Anne L. Peters, MD, CDE; Kathleen M. Dungan, MD


June 28, 2013

Preventing Readmission With Diabetes Discharge Education

Dr. Peters: Tell me about your second presentation.

Dr. Dungan: Our second study[2] was on the effects of inpatient diabetes education on hospital readmissions. This has been an interest of mine for quite some time because I feel that the whole discharge process for patients with diabetes is often overlooked. It is overshadowed by whatever brings them into the hospital, which typically is not their diabetes. We try to make the discharge process more individualized rather than just teaching survival skills, which is the current standard of care. If a patient needs more advanced education in carbohydrate counting or insulin pump management, we will do that.

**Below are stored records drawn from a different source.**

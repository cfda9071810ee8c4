use chrono::NaiveDate;
use tempfile::TempDir;
use workout_log::nav::YearMonth;
use workout_log::{Dialogs, Event, NavigationController, Screen, Workout, WorkoutStore};

#[derive(Default)]
struct FakeDialogs {
    answer: bool,
    prompts: Vec<String>,
    errors: Vec<String>,
}

impl Dialogs for FakeDialogs {
    fn confirm(&mut self, prompt: &str) -> bool {
        self.prompts.push(prompt.to_string());
        self.answer
    }

    fn notify_error(&mut self, message: &str) {
        self.errors.push(message.to_string());
    }
}

fn date(y: i32, m: u32, d: u32) -> NaiveDate {
    NaiveDate::from_ymd_opt(y, m, d).unwrap()
}

fn mid_january() -> NaiveDate {
    date(2025, 1, 15)
}

fn mid_june() -> NaiveDate {
    date(2025, 6, 15)
}

fn setup(clock: fn() -> NaiveDate) -> (TempDir, WorkoutStore, NavigationController) {
    let dir = TempDir::new().unwrap();
    let store = WorkoutStore::new(dir.path().join("nav.sqlite"));
    store.create_tables().unwrap();
    let controller = NavigationController::with_clock(store.clone(), clock).unwrap();
    (dir, store, controller)
}

fn calendar_month(controller: &NavigationController) -> YearMonth {
    match controller.screen() {
        Screen::Calendar(view) => view.month,
        other => panic!("expected calendar, got {other:?}"),
    }
}

fn day_date(controller: &NavigationController) -> NaiveDate {
    match controller.screen() {
        Screen::DayDetail(view) => view.date,
        other => panic!("expected day detail, got {other:?}"),
    }
}

fn first_workout(controller: &NavigationController) -> Workout {
    match controller.screen() {
        Screen::DayDetail(view) => view.workouts[0].clone(),
        other => panic!("expected day detail, got {other:?}"),
    }
}

#[test]
fn month_navigation_carries_the_year() {
    let (_dir, _store, mut controller) = setup(mid_january);
    let mut dialogs = FakeDialogs::default();

    controller.handle(Event::PrevMonth, &mut dialogs);
    assert_eq!(calendar_month(&controller), YearMonth::new(2024, 12).unwrap());

    controller.handle(Event::NextMonth, &mut dialogs);
    controller.handle(Event::NextMonth, &mut dialogs);
    assert_eq!(calendar_month(&controller), YearMonth::new(2025, 2).unwrap());

    controller.handle(Event::Today, &mut dialogs);
    assert_eq!(calendar_month(&controller), YearMonth::new(2025, 1).unwrap());
}

#[test]
fn december_next_rolls_into_january() {
    fn mid_december() -> NaiveDate {
        date(2025, 12, 15)
    }
    let (_dir, _store, mut controller) = setup(mid_december);
    let mut dialogs = FakeDialogs::default();
    controller.handle(Event::NextMonth, &mut dialogs);
    assert_eq!(calendar_month(&controller), YearMonth::new(2026, 1).unwrap());
}

#[test]
fn calendar_marks_days_with_workouts() {
    let (_dir, store, mut controller) = setup(mid_june);
    let mut dialogs = FakeDialogs::default();
    store.add_workout("A", date(2025, 6, 3)).unwrap();
    store.add_workout("B", date(2025, 6, 17)).unwrap();

    controller.handle(Event::NextMonth, &mut dialogs);
    controller.handle(Event::PrevMonth, &mut dialogs);
    match controller.screen() {
        Screen::Calendar(view) => assert_eq!(view.grid.active_days(), vec![3, 17]),
        other => panic!("expected calendar, got {other:?}"),
    }

    controller.handle(Event::PrevMonth, &mut dialogs);
    match controller.screen() {
        Screen::Calendar(view) => assert!(view.grid.active_days().is_empty()),
        other => panic!("expected calendar, got {other:?}"),
    }
}

#[test]
fn day_arrows_cross_month_and_year_boundaries() {
    let (_dir, _store, mut controller) = setup(mid_june);
    let mut dialogs = FakeDialogs::default();

    controller.handle(Event::PrevMonth, &mut dialogs);
    controller.handle(Event::SelectDay(31), &mut dialogs);
    assert_eq!(day_date(&controller), date(2025, 5, 31));
    controller.handle(Event::NextDay, &mut dialogs);
    assert_eq!(day_date(&controller), date(2025, 6, 1));

    controller.handle(Event::Back, &mut dialogs);
    assert_eq!(calendar_month(&controller), YearMonth::new(2025, 6).unwrap());

    for _ in 0..6 {
        controller.handle(Event::NextMonth, &mut dialogs);
    }
    controller.handle(Event::SelectDay(31), &mut dialogs);
    controller.handle(Event::NextDay, &mut dialogs);
    assert_eq!(day_date(&controller), date(2026, 1, 1));
    controller.handle(Event::PrevDay, &mut dialogs);
    assert_eq!(day_date(&controller), date(2025, 12, 31));
    assert!(dialogs.errors.is_empty());
}

#[test]
fn workout_form_cancel_and_save() {
    let (_dir, store, mut controller) = setup(mid_june);
    let mut dialogs = FakeDialogs::default();

    controller.handle(Event::SelectDay(3), &mut dialogs);
    controller.handle(Event::AddWorkout, &mut dialogs);
    assert!(matches!(
        controller.screen(),
        Screen::WorkoutForm(view) if view.date == date(2025, 6, 3)
    ));

    controller.handle(Event::Cancel, &mut dialogs);
    assert_eq!(day_date(&controller), date(2025, 6, 3));
    assert!(store.list_workouts().unwrap().is_empty());

    controller.handle(Event::AddWorkout, &mut dialogs);
    controller.handle(
        Event::SaveWorkout {
            name: "Legs".to_string(),
        },
        &mut dialogs,
    );
    assert_eq!(first_workout(&controller).name, "Legs");
}

#[test]
fn exercise_and_sets_flow_returns_to_refreshed_detail() {
    let (_dir, store, mut controller) = setup(mid_june);
    let mut dialogs = FakeDialogs::default();
    store.find_or_create_exercise("Bench Press").unwrap();
    store.add_workout("Push", date(2025, 6, 3)).unwrap();

    controller.handle(Event::SelectDay(3), &mut dialogs);
    let workout = first_workout(&controller);
    controller.handle(Event::OpenWorkout(workout.clone()), &mut dialogs);
    controller.handle(Event::AddExercise, &mut dialogs);
    match controller.screen() {
        Screen::AddExercise(view) => assert_eq!(view.catalog.len(), 1),
        other => panic!("expected add exercise, got {other:?}"),
    }

    controller.handle(
        Event::SaveExercise {
            name: "bench PRESS".to_string(),
        },
        &mut dialogs,
    );
    match controller.screen() {
        Screen::AddSets(view) => assert_eq!(view.exercise_name, "Bench Press"),
        other => panic!("expected add sets, got {other:?}"),
    }

    controller.handle(
        Event::AddSet {
            reps: Some(10),
            weight: Some(62.5),
        },
        &mut dialogs,
    );
    controller.handle(
        Event::AddSet {
            reps: Some(-1),
            weight: Some(62.5),
        },
        &mut dialogs,
    );
    controller.handle(
        Event::AddSet {
            reps: Some(8),
            weight: Some(65.0),
        },
        &mut dialogs,
    );
    match controller.screen() {
        Screen::AddSets(view) => assert_eq!(view.logged.len(), 2),
        other => panic!("expected add sets, got {other:?}"),
    }
    assert_eq!(dialogs.errors, vec!["Reps must be zero or more.".to_string()]);

    controller.handle(Event::Done, &mut dialogs);
    match controller.screen() {
        Screen::WorkoutDetail(view) => {
            assert_eq!(view.workout, workout);
            assert_eq!(view.exercises.len(), 1);
            assert_eq!(view.exercises[0].sets.len(), 2);
        }
        other => panic!("expected workout detail, got {other:?}"),
    }
    assert_eq!(store.list_exercises().unwrap().len(), 1);
}

#[test]
fn blank_new_exercise_stays_on_picker() {
    let (_dir, store, mut controller) = setup(mid_june);
    let mut dialogs = FakeDialogs::default();
    store.add_workout("Push", date(2025, 6, 3)).unwrap();

    controller.handle(Event::SelectDay(3), &mut dialogs);
    let workout = first_workout(&controller);
    controller.handle(Event::OpenWorkout(workout), &mut dialogs);
    controller.handle(Event::AddExercise, &mut dialogs);
    controller.handle(
        Event::SaveExercise {
            name: "  ".to_string(),
        },
        &mut dialogs,
    );

    assert!(matches!(controller.screen(), Screen::AddExercise(_)));
    assert_eq!(dialogs.errors, vec!["Exercise name is required.".to_string()]);

    controller.handle(Event::Cancel, &mut dialogs);
    assert!(matches!(controller.screen(), Screen::WorkoutDetail(_)));
}

#[test]
fn confirmed_deletes_cascade_and_navigate() {
    let (_dir, store, mut controller) = setup(mid_june);
    let mut dialogs = FakeDialogs {
        answer: true,
        ..FakeDialogs::default()
    };
    let workout_id = store.add_workout("Legs", date(2025, 6, 3)).unwrap();
    let squat = store.find_or_create_exercise("Squat").unwrap();
    let lunge = store.find_or_create_exercise("Lunge").unwrap();
    let squat_link = store.link_exercise_to_workout(workout_id, squat).unwrap();
    store.link_exercise_to_workout(workout_id, lunge).unwrap();
    store.add_set(squat_link, 5, 100.0).unwrap();

    controller.handle(Event::SelectDay(3), &mut dialogs);
    let workout = first_workout(&controller);
    controller.handle(Event::OpenWorkout(workout), &mut dialogs);

    controller.handle(
        Event::DeleteExercise {
            workout_exercise_id: squat_link,
        },
        &mut dialogs,
    );
    match controller.screen() {
        Screen::WorkoutDetail(view) => {
            assert_eq!(view.exercises.len(), 1);
            assert_eq!(view.exercises[0].exercise_name, "Lunge");
        }
        other => panic!("expected workout detail, got {other:?}"),
    }
    assert_eq!(store.list_exercises().unwrap().len(), 2);

    controller.handle(Event::DeleteWorkout, &mut dialogs);
    assert_eq!(day_date(&controller), date(2025, 6, 3));
    match controller.screen() {
        Screen::DayDetail(view) => assert!(view.workouts.is_empty()),
        other => panic!("expected day detail, got {other:?}"),
    }
    assert_eq!(dialogs.prompts.len(), 2);
    assert!(store.get_workout_exercises(workout_id).unwrap().is_empty());
}

#[test]
fn stale_workout_falls_back_to_its_day() {
    let (_dir, store, mut controller) = setup(mid_june);
    let mut dialogs = FakeDialogs::default();
    let id = store.add_workout("Gone", date(2025, 6, 3)).unwrap();

    controller.handle(Event::SelectDay(3), &mut dialogs);
    let workout = first_workout(&controller);
    store.delete_workout(id).unwrap();
    controller.handle(Event::OpenWorkout(workout), &mut dialogs);

    assert_eq!(day_date(&controller), date(2025, 6, 3));
}

#[test]
fn storage_failure_keeps_current_screen() {
    let (dir, _store, mut controller) = setup(mid_june);
    let mut dialogs = FakeDialogs::default();
    controller.handle(Event::SelectDay(3), &mut dialogs);

    drop(dir);
    controller.handle(Event::Back, &mut dialogs);

    assert_eq!(day_date(&controller), date(2025, 6, 3));
    assert_eq!(dialogs.errors.len(), 1);
    assert!(dialogs.errors[0].starts_with("Could not complete the action"));
}

#[test]
fn removing_another_workouts_exercise_is_refused() {
    let (_dir, store, mut controller) = setup(mid_june);
    let mut dialogs = FakeDialogs {
        answer: true,
        ..FakeDialogs::default()
    };
    let day = date(2025, 6, 3);
    let first = store.add_workout("A", day).unwrap();
    let second = store.add_workout("B", day).unwrap();
    let squat = store.find_or_create_exercise("Squat").unwrap();
    let foreign_link = store.link_exercise_to_workout(second, squat).unwrap();
    store.add_set(foreign_link, 5, 100.0).unwrap();

    controller.handle(Event::SelectDay(3), &mut dialogs);
    let workout = first_workout(&controller);
    assert_eq!(workout.id, first);
    controller.handle(Event::OpenWorkout(workout.clone()), &mut dialogs);
    controller.handle(
        Event::DeleteExercise {
            workout_exercise_id: foreign_link,
        },
        &mut dialogs,
    );

    assert!(dialogs.prompts.is_empty());
    assert_eq!(dialogs.errors, vec!["That exercise is not part of 'A'.".to_string()]);
    assert!(matches!(
        controller.screen(),
        Screen::WorkoutDetail(view) if view.workout == workout
    ));
    let kept = store.get_workout_exercises(second).unwrap();
    assert_eq!(kept.len(), 1);
    assert_eq!(kept[0].sets.len(), 1);
}
use log::info;
use rusqlite::{params, OptionalExtension};

use super::connection::WorkoutStore;
use super::error::{StorageContext, StoreError, StoreResult};

impl WorkoutStore {
    /// Record one set against an exercise link. Negative or non-finite values
    /// are rejected before anything is written.
    pub fn add_set(&self, workout_exercise_id: i64, reps: i64, weight: f64) -> StoreResult<i64> {
        if reps < 0 {
            return Err(StoreError::invalid("Reps must be zero or more."));
        }
        if !weight.is_finite() || weight < 0.0 {
            return Err(StoreError::invalid("Weight must be zero or more."));
        }

        let conn = self.connect()?;
        let link_exists = conn
            .query_row(
                "SELECT 1 FROM workout_exercises WHERE id = ?1",
                [workout_exercise_id],
                |_| Ok(()),
            )
            .optional()
            .storage("failed to check exercise link")?
            .is_some();
        if !link_exists {
            return Err(StoreError::invalid(format!(
                "Workout exercise {workout_exercise_id} does not exist."
            )));
        }

        conn.execute(
            "INSERT INTO sets (workout_exercise_id, reps, weight) VALUES (?1, ?2, ?3)",
            params![workout_exercise_id, reps, weight],
        )
        .storage("failed to insert set")?;

        let id = conn.last_insert_rowid();
        info!("added set {id} ({reps} x {weight}) to workout exercise {workout_exercise_id}");
        Ok(id)
    }
}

Furthermore, we will assist the teams in making discharge decisions as far as what the patient's medication should be, and of importance, what prescriptions and follow-up are needed. Education in this instance is multifaceted. We examined whether patients who were admitted with an A1c > 9% (a primary indication for obtaining a diabetes consult) benefitted from a reduction in readmissions. We found a remarkable reduction in readmissions, with an odds ratio of around 0.6 in patients who had a hospital inpatient diabetes consultation compared with those who didn't.

That finding held for 30-day readmissions and also for 180-day readmissions. We further adjusted our analyses for background factors, including demographics, whether the patient was admitted to an ICU, their hospital length of stay, and whether they had insurance coverage. We found that the odds ratios were attenuated somewhat, but they were still significant.

Dr. Peters: Did this education take place only in the hospital? It was not continued in the outpatient setting?

Dr. Dungan: That's correct.

Dr. Peters: That's fascinating. What do you think they learned that helped them to not be readmitted? You were looking at all readmissions, not just for diabetes, correct?

Dr. Dungan: We considered all hospital discharge diagnoses, whether the patient had a diagnosis of acute diabetes, infection, or cardiovascular disease. There are a couple of different explanations for our findings. First, it could be that they had better glycemic control, which then modified the outcomes of whatever morbidity was the cause of their admission. Second, it could be that having a diabetes educator involved made the whole discharge process more smooth. They might be more likely to have a primary care physician follow-up appointment, for example.

By empowering patients to manage their diabetes, they may also be more cognizant of other kinds of self-management behaviors. For example, patients with congestive heart failure might be more likely to adhere to other dietary instructions that they received.